Task :: All lines from the one with "alias for askql operations." to the end of the data: return those exactly, and only those.

Exercise data ::
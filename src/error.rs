//! Error types for askql.

use thiserror::Error;

use crate::template::{SlotKind, TemplateId};

/// The main error type for askql operations.
#[derive(Debug, Error)]
pub enum AskqlError {
    /// Schema metadata could not be read from the database.
    #[error("Schema introspection failed: {0}")]
    SchemaIntrospection(String),

    /// No template with the given id exists in the corpus.
    #[error("Template {0} not found in corpus")]
    TemplateNotFound(TemplateId),

    /// A template draft violated a corpus invariant.
    #[error("Invalid template '{pattern}': {reason}")]
    InvalidTemplate { pattern: String, reason: String },

    /// A required slot had no candidate entity. Recovered by falling back
    /// to the next-ranked template.
    #[error("Could not resolve required slot '{slot}' ({kind}) for pattern '{pattern}'")]
    UnresolvedSlot {
        slot: String,
        kind: SlotKind,
        pattern: String,
    },

    /// An extracted mention does not map to any real schema element.
    #[error("'{name}' is not a known {kind} in the schema")]
    UnknownSchemaElement { kind: &'static str, name: String },

    /// No template within the retry budget produced a valid composition.
    #[error("Cannot translate question: '{question}'")]
    UnsupportedQuery {
        question: String,
        /// Patterns of the nearest-ranked templates, best first.
        nearest: Vec<String>,
        /// Slot kinds that went unresolved while trying candidates.
        missing: Vec<SlotKind>,
    },

    /// Corrected SQL could not be generalized into a template.
    /// The corpus is left unchanged.
    #[error("Feedback rejected: {0}")]
    FeedbackConflict(String),

    /// Execution-boundary failure, passed through with the composed SQL
    /// attached for diagnosis.
    #[error("SQL execution failed: {message}\n  sql: {sql}")]
    SqlExecution { message: String, sql: String },

    /// Configuration error.
    #[error("Configuration error: {0}")]
    Config(String),

    /// IO error.
    #[error("IO error: {0}")]
    Io(#[from] std::io::Error),
}

impl AskqlError {
    /// Create an introspection error from any sqlx failure.
    pub fn introspection(err: impl std::fmt::Display) -> Self {
        Self::SchemaIntrospection(err.to_string())
    }

    /// Create an execution error carrying the statement that failed.
    pub fn execution(err: impl std::fmt::Display, sql: impl Into<String>) -> Self {
        Self::SqlExecution {
            message: err.to_string(),
            sql: sql.into(),
        }
    }

    /// True for the failures the pipeline recovers from by trying the
    /// next-ranked template.
    pub fn is_recoverable(&self) -> bool {
        matches!(
            self,
            Self::UnresolvedSlot { .. } | Self::UnknownSchemaElement { .. }
        )
    }
}

/// Result type alias for askql operations.
pub type AskqlResult<T> = Result<T, AskqlError>;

Your response ::
/// Result type alias for askql operations.
pub type AskqlResult<T> = Result<T, AskqlError>;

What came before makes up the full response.